> Problem requirements
Could you copy every line from the material below in which "start" appears?

> Dataset
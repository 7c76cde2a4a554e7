use serde::{Deserialize, Serialize};

/// Download format tag of the compressed article package
pub const TGZ_FORMAT: &str = "tgz";

/// Paragraph text kept from one article
#[derive(Debug, Clone, PartialEq, Eq, Serialize, Deserialize)]
pub struct DocumentText {
    /// PMC ID (e.g., "PMC10609202")
    pub pmcid: String,
    /// Retained titles and paragraphs, in document order
    pub paragraphs: Vec<String>,
}

impl DocumentText {
    pub fn new<S: Into<String>>(pmcid: S, paragraphs: Vec<String>) -> Self {
        Self {
            pmcid: pmcid.into(),
            paragraphs,
        }
    }

    pub fn is_empty(&self) -> bool {
        self.paragraphs.is_empty()
    }

    /// Paragraphs joined with a blank line between them
    pub fn joined(&self) -> String {
        self.paragraphs.join("\n\n")
    }
}

/// One row of an ID Converter response
#[derive(Debug, Clone, PartialEq, Eq, Serialize, Deserialize)]
pub struct IdConversion {
    /// The identifier as it was requested
    pub requested_id: Option<String>,
    pub pmid: Option<String>,
    /// Absent when the article is not in PMC
    pub pmcid: Option<String>,
}

/// A `link` entry of an Open Access record
#[derive(Debug, Clone, PartialEq, Eq, Serialize, Deserialize)]
pub struct OaLink {
    pub format: Option<String>,
    pub href: Option<String>,
    pub updated: Option<String>,
}

impl OaLink {
    pub fn is_tgz(&self) -> bool {
        self.format.as_deref() == Some(TGZ_FORMAT)
    }
}

/// Open Access record for one PMCID
#[derive(Debug, Clone, PartialEq, Eq, Serialize, Deserialize)]
pub struct OaRecord {
    pub pmcid: String,
    pub license: Option<String>,
    pub links: Vec<OaLink>,
}

impl OaRecord {
    /// The href of the first `tgz` link, if any
    pub fn tgz_href(&self) -> Option<&str> {
        self.links
            .iter()
            .find(|link| link.is_tgz())
            .and_then(|link| link.href.as_deref())
    }
}
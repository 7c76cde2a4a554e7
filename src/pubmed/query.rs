//! Search term builder for the PubMed literature index

use std::fmt;
use std::str::FromStr;

use crate::error::{CorpusError, Result};

/// Publication date with year, month or day precision
#[derive(Debug, Clone, Copy, PartialEq, Eq)]
pub struct PubDate {
    year: u32,
    month: Option<u32>,
    day: Option<u32>,
}

impl PubDate {
    /// Create a new PubDate with year only
    pub fn new(year: u32) -> Self {
        Self {
            year,
            month: None,
            day: None,
        }
    }

    /// Create a new PubDate with year and month
    pub fn with_month(year: u32, month: u32) -> Self {
        Self {
            year,
            month: Some(month),
            day: None,
        }
    }

    /// Create a new PubDate with year, month, and day
    pub fn with_day(year: u32, month: u32, day: u32) -> Self {
        Self {
            year,
            month: Some(month),
            day: Some(day),
        }
    }

    /// Format as PubMed date string
    pub fn to_pubmed_string(&self) -> String {
        match (self.month, self.day) {
            (Some(month), Some(day)) => format!("{}/{:02}/{:02}", self.year, month, day),
            (Some(month), None) => format!("{}/{:02}", self.year, month),
            _ => self.year.to_string(),
        }
    }
}

impl From<u32> for PubDate {
    fn from(year: u32) -> Self {
        Self::new(year)
    }
}

impl From<(u32, u32)> for PubDate {
    fn from((year, month): (u32, u32)) -> Self {
        Self::with_month(year, month)
    }
}

impl From<(u32, u32, u32)> for PubDate {
    fn from((year, month, day): (u32, u32, u32)) -> Self {
        Self::with_day(year, month, day)
    }
}

impl fmt::Display for PubDate {
    fn fmt(&self, f: &mut fmt::Formatter<'_>) -> fmt::Result {
        f.write_str(&self.to_pubmed_string())
    }
}

impl FromStr for PubDate {
    type Err = CorpusError;

    /// Accepts `YYYY`, `YYYY/MM` or `YYYY/MM/DD`
    fn from_str(s: &str) -> Result<Self> {
        let invalid = || CorpusError::InvalidQuery(format!("invalid publication date '{s}'"));

        let parts = s
            .trim()
            .split('/')
            .map(|part| part.parse::<u32>().map_err(|_| invalid()))
            .collect::<Result<Vec<_>>>()?;

        let date = match parts.as_slice() {
            [year] => Self::new(*year),
            [year, month] => Self::with_month(*year, *month),
            [year, month, day] => Self::with_day(*year, *month, *day),
            _ => return Err(invalid()),
        };

        if date.month.is_some_and(|m| !(1..=12).contains(&m))
            || date.day.is_some_and(|d| !(1..=31).contains(&d))
        {
            return Err(invalid());
        }

        Ok(date)
    }
}

/// Builder for the keyword query sent to the literature index
///
/// # Example
///
/// ```
/// use pmc_corpus::pubmed::SearchQuery;
///
/// let term = SearchQuery::new()
///     .title_keyword("proteostasis")
///     .published_between((2021, 1, 1), Some(3000))
///     .build();
///
/// assert_eq!(
///     term,
///     r#"(proteostasis[Title]) AND ("2021/01/01"[Publication Date] : "3000"[Publication Date])"#
/// );
/// ```
#[derive(Debug, Clone, Default)]
pub struct SearchQuery {
    terms: Vec<String>,
    date_range: Option<(PubDate, PubDate)>,
}

impl SearchQuery {
    pub fn new() -> Self {
        Self::default()
    }

    /// Add a free-text term
    pub fn query<S: Into<String>>(mut self, term: S) -> Self {
        let term = term.into();
        if !term.trim().is_empty() {
            self.terms.push(term.trim().to_string());
        }
        self
    }

    /// Restrict a keyword to article titles
    pub fn title_keyword<S: AsRef<str>>(self, keyword: S) -> Self {
        let keyword = keyword.as_ref().trim();
        if keyword.is_empty() {
            return self;
        }
        self.query(format!("{keyword}[Title]"))
    }

    /// Filter by publication date range; an open end runs to year 3000
    pub fn published_between<S, E>(mut self, start: S, end: Option<E>) -> Self
    where
        S: Into<PubDate>,
        E: Into<PubDate>,
    {
        let end = end.map(Into::into).unwrap_or(PubDate::new(3000));
        self.date_range = Some((start.into(), end));
        self
    }

    pub fn is_empty(&self) -> bool {
        self.terms.is_empty() && self.date_range.is_none()
    }

    /// Render the query in PubMed search syntax
    pub fn build(&self) -> String {
        let mut clauses: Vec<String> = self.terms.iter().map(|t| format!("({t})")).collect();

        if let Some((start, end)) = &self.date_range {
            clauses.push(format!(
                "(\"{start}\"[Publication Date] : \"{end}\"[Publication Date])"
            ));
        }

        clauses.join(" AND ")
    }
}
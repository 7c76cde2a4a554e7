//! Allow-list of the body sections worth keeping

use std::fmt;

/// Body sections retained in the corpus
///
/// Anything else (methods, acknowledgements, references, supplementary
/// material, ...) is dropped.
#[derive(Debug, Clone, Copy, PartialEq, Eq, Hash)]
pub enum SectionKind {
    Introduction,
    Results,
    Discussion,
}

impl SectionKind {
    /// Classify a section title by case-insensitive substring match
    ///
    /// `"intro"`, `"result"` and `"discus"` are checked in that order, so a
    /// combined "Results and Discussion" title classifies as `Results`.
    ///
    /// ```
    /// use pmc_corpus::pmc::parser::SectionKind;
    ///
    /// assert_eq!(SectionKind::classify("1. INTRODUCTION"), Some(SectionKind::Introduction));
    /// assert_eq!(SectionKind::classify("Materials and Methods"), None);
    /// ```
    pub fn classify(title: &str) -> Option<Self> {
        let lower = title.to_lowercase();
        if lower.contains("intro") {
            Some(SectionKind::Introduction)
        } else if lower.contains("result") {
            Some(SectionKind::Results)
        } else if lower.contains("discus") {
            Some(SectionKind::Discussion)
        } else {
            None
        }
    }
}

impl fmt::Display for SectionKind {
    fn fmt(&self, f: &mut fmt::Formatter<'_>) -> fmt::Result {
        let name = match self {
            SectionKind::Introduction => "introduction",
            SectionKind::Results => "results",
            SectionKind::Discussion => "discussion",
        };
        f.write_str(name)
    }
}

/// Keep/drop decision for a title's direct text; a title without text is dropped
pub fn keep_section_title(title: Option<&str>) -> bool {
    title.and_then(SectionKind::classify).is_some()
}
use anyhow::{Context as _, Result};
use indicatif::{ProgressBar, ProgressStyle};
use pmc_corpus::{CorpusWriter, DocumentOutcome, PubDate, SearchQuery};
use std::path::PathBuf;
use tracing::{debug, info, warn};

use crate::Cli;
use crate::commands::create_pipeline;

pub struct CollectOptions {
    pub keyword: String,
    pub from: PubDate,
    pub to: PubDate,
    pub output: PathBuf,
    pub append: bool,
    /// When non-empty, the search and conversion stages are skipped
    pub pmcids: Vec<String>,
    pub timeout_seconds: Option<u64>,
    pub fail_fast: bool,
}

impl CollectOptions {
    fn query(&self) -> SearchQuery {
        SearchQuery::new()
            .title_keyword(&self.keyword)
            .published_between(self.from, Some(self.to))
    }
}

pub async fn execute(options: CollectOptions, cli: &Cli) -> Result<()> {
    let pipeline = create_pipeline(
        cli.email.as_deref(),
        &cli.tool,
        options.timeout_seconds,
        options.fail_fast,
    )?;

    let mut writer = if options.append {
        CorpusWriter::append(&options.output).context("Failed to open output file for appending")?
    } else {
        CorpusWriter::create(&options.output).context("Failed to create output file")?
    };

    let (pmids, pmcids) = if options.pmcids.is_empty() {
        let query = options.query();
        info!(term = %query.build(), "Searching PubMed");
        pipeline
            .collect_pmcids(&query)
            .await
            .context("Failed to collect PMC IDs")?
    } else {
        debug!(count = options.pmcids.len(), "Using PMC IDs given on the command line");
        (0, options.pmcids.clone())
    };

    let progress = ProgressBar::new(pmcids.len() as u64);
    progress.set_style(
        ProgressStyle::default_bar()
            .template("{spinner:.green} [{elapsed_precise}] [{bar:40.cyan/blue}] {pos}/{len} articles ({msg})")
            .context("Failed to set progress bar style")?
            .progress_chars("#>-"),
    );
    progress.set_message("Fetching PMC articles");

    let mut summary = pipeline
        .process_pmcids(&pmcids, &mut writer, |pmcid, outcome| {
            let message = match outcome {
                DocumentOutcome::Written { paragraphs } => {
                    format!("{pmcid}: {paragraphs} paragraphs")
                }
                DocumentOutcome::Empty => format!("{pmcid}: no retained sections"),
                DocumentOutcome::Unavailable => format!("Skipped {pmcid}"),
                DocumentOutcome::Failed(_) => format!("Failed {pmcid}"),
            };
            progress.set_message(message);
            progress.inc(1);
        })
        .await
        .context("Failed to fetch articles")?;
    summary.pmids = pmids;

    progress.finish_with_message(format!(
        "Processed {} articles ({} skipped)",
        summary.pmcids,
        summary.skipped()
    ));

    let written = writer.finish().context("Failed to flush output file")?;

    info!(
        path = %options.output.display(),
        pmids = summary.pmids,
        pmcids = summary.pmcids,
        written,
        "Saved corpus text"
    );

    if summary.failed > 0 {
        warn!(
            failed = summary.failed,
            "Some articles could not be downloaded or parsed"
        );
    }

    Ok(())
}
//! PubMed Central: ID conversion, Open Access lookup, package download and
//! NXML text extraction

pub mod client;
pub mod idconv;
pub mod models;
pub mod oa;
pub mod parser;
pub mod tar;

pub use client::{PmcClient, normalize_pmcid};
pub use models::{DocumentText, IdConversion, OaLink, OaRecord};
pub use parser::{SectionKind, extract_document_text};
pub use tar::TempArchive;
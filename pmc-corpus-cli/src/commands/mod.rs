pub mod collect;

use std::time::Duration;

use anyhow::{Context as _, Result};
use pmc_corpus::{ClientConfig, Pipeline};

pub fn create_pipeline(
    email: Option<&str>,
    tool: &str,
    timeout_seconds: Option<u64>,
    fail_fast: bool,
) -> Result<Pipeline> {
    let mut config = ClientConfig::new().with_tool(tool);

    if let Some(email) = email {
        config = config.with_email(email);
    }

    if let Some(seconds) = timeout_seconds {
        config = config.with_timeout(Duration::from_secs(seconds));
    }

    let pipeline = Pipeline::new(config)
        .context("Failed to create HTTP clients")?
        .with_fail_fast(fail_fast);
    Ok(pipeline)
}
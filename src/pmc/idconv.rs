//! PMC ID Converter response parsing
//!
//! The converter answers a comma-joined batch of PMIDs with one `record` per
//! requested id. Only articles in PMC carry a `pmcid` attribute.

use crate::error::{CorpusError, Result};
use crate::pmc::models::IdConversion;
use quick_xml::de::from_str;
use serde::Deserialize;
use tracing::debug;

#[derive(Debug, Deserialize)]
#[serde(rename = "pmcids")]
struct IdConvResponse {
    #[serde(rename = "@status")]
    status: Option<String>,
    #[serde(rename = "record", default)]
    records: Vec<IdConvRecord>,
}

#[derive(Debug, Deserialize)]
struct IdConvRecord {
    #[serde(rename = "@requested-id")]
    requested_id: Option<String>,
    #[serde(rename = "@pmid")]
    pmid: Option<String>,
    #[serde(rename = "@pmcid")]
    pmcid: Option<String>,
    #[serde(rename = "@errmsg")]
    errmsg: Option<String>,
}

/// Parse an ID Converter XML response into its records, in response order
pub fn parse_idconv_response(xml: &str) -> Result<Vec<IdConversion>> {
    let response: IdConvResponse = from_str(xml).map_err(|e| {
        CorpusError::XmlError(format!("Failed to parse ID converter response: {e}"))
    })?;

    if response.status.as_deref().is_some_and(|s| s != "ok") {
        debug!(status = ?response.status, "ID converter reported non-ok status");
    }

    Ok(response
        .records
        .into_iter()
        .map(|record| {
            if let Some(errmsg) = &record.errmsg {
                debug!(requested_id = ?record.requested_id, errmsg = %errmsg, "No PMC record");
            }
            IdConversion {
                requested_id: record.requested_id,
                pmid: record.pmid,
                pmcid: record.pmcid.filter(|id| !id.trim().is_empty()),
            }
        })
        .collect())
}
//! Text extraction from PMC NXML documents
//!
//! Walks `article/body`: each direct child of `body` is a section, each child
//! of a section a part. A `title` part whose text is not on the allow-list ends
//! the section; every other part with leading text becomes one paragraph made of
//! that text followed by the tails of its direct children.

pub mod sections;
pub mod tree;

pub use sections::{SectionKind, keep_section_title};
pub use tree::XmlElement;

use crate::error::Result;
use crate::pmc::models::DocumentText;
use tracing::{debug, instrument};

/// Extract the retained paragraphs of an NXML document
///
/// A document without a `body` element yields no paragraphs.
///
/// # Errors
///
/// * `CorpusError::XmlError` - If the document is not well-formed XML
///
/// # Example
///
/// ```
/// use pmc_corpus::pmc::parser::extract_document_text;
///
/// let xml = "<article><body><sec><title>Results and Discussion</title><p>P1</p></sec></body></article>";
/// let doc = extract_document_text(xml, "PMC1").unwrap();
/// assert_eq!(doc.joined(), "Results and Discussion\n\nP1");
/// ```
#[instrument(skip(xml), fields(pmcid = %pmcid, bytes = xml.len()))]
pub fn extract_document_text(xml: &str, pmcid: &str) -> Result<DocumentText> {
    let root = XmlElement::parse(xml)?;
    let paragraphs = extract_paragraphs(&root);
    debug!(paragraphs = paragraphs.len(), "Extracted document text");
    Ok(DocumentText::new(pmcid, paragraphs))
}

/// Collect titles and paragraphs from the allow-listed sections under `root`'s `body`
pub fn extract_paragraphs(root: &XmlElement) -> Vec<String> {
    let Some(body) = root.child("body") else {
        debug!(root = %root.name, "Document has no body");
        return Vec::new();
    };

    let mut paragraphs = Vec::new();
    for section in &body.children {
        for part in retained_parts(section) {
            if part.is("title") {
                if let Some(title) = &part.text {
                    paragraphs.push(title.clone());
                }
            } else if let Some(paragraph) = paragraph_text(part) {
                paragraphs.push(paragraph);
            }
        }
    }
    paragraphs
}

/// The parts of a section up to (not including) its first rejected title
fn retained_parts(section: &XmlElement) -> impl Iterator<Item = &XmlElement> {
    section
        .children
        .iter()
        .take_while(|part| !part.is("title") || keep_section_title(part.text.as_deref()))
}

/// Leading text plus the tails of the direct children; the inline elements'
/// own text is dropped. Parts without leading text yield nothing.
fn paragraph_text(part: &XmlElement) -> Option<String> {
    let text = part.text.as_deref().filter(|text| !text.is_empty())?;

    let mut paragraph = text.to_string();
    for child in &part.children {
        if let Some(tail) = &child.tail {
            paragraph.push_str(tail);
        }
    }
    Some(paragraph)
}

> Solution for this problem
    pub fn published_between<S, E>(mut self, start: S, end: Option<E>) -> Self
        self.date_range = Some((start.into(), end));
        if let Some((start, end)) = &self.date_range {
                "(\"{start}\"[Publication Date] : \"{end}\"[Publication Date])"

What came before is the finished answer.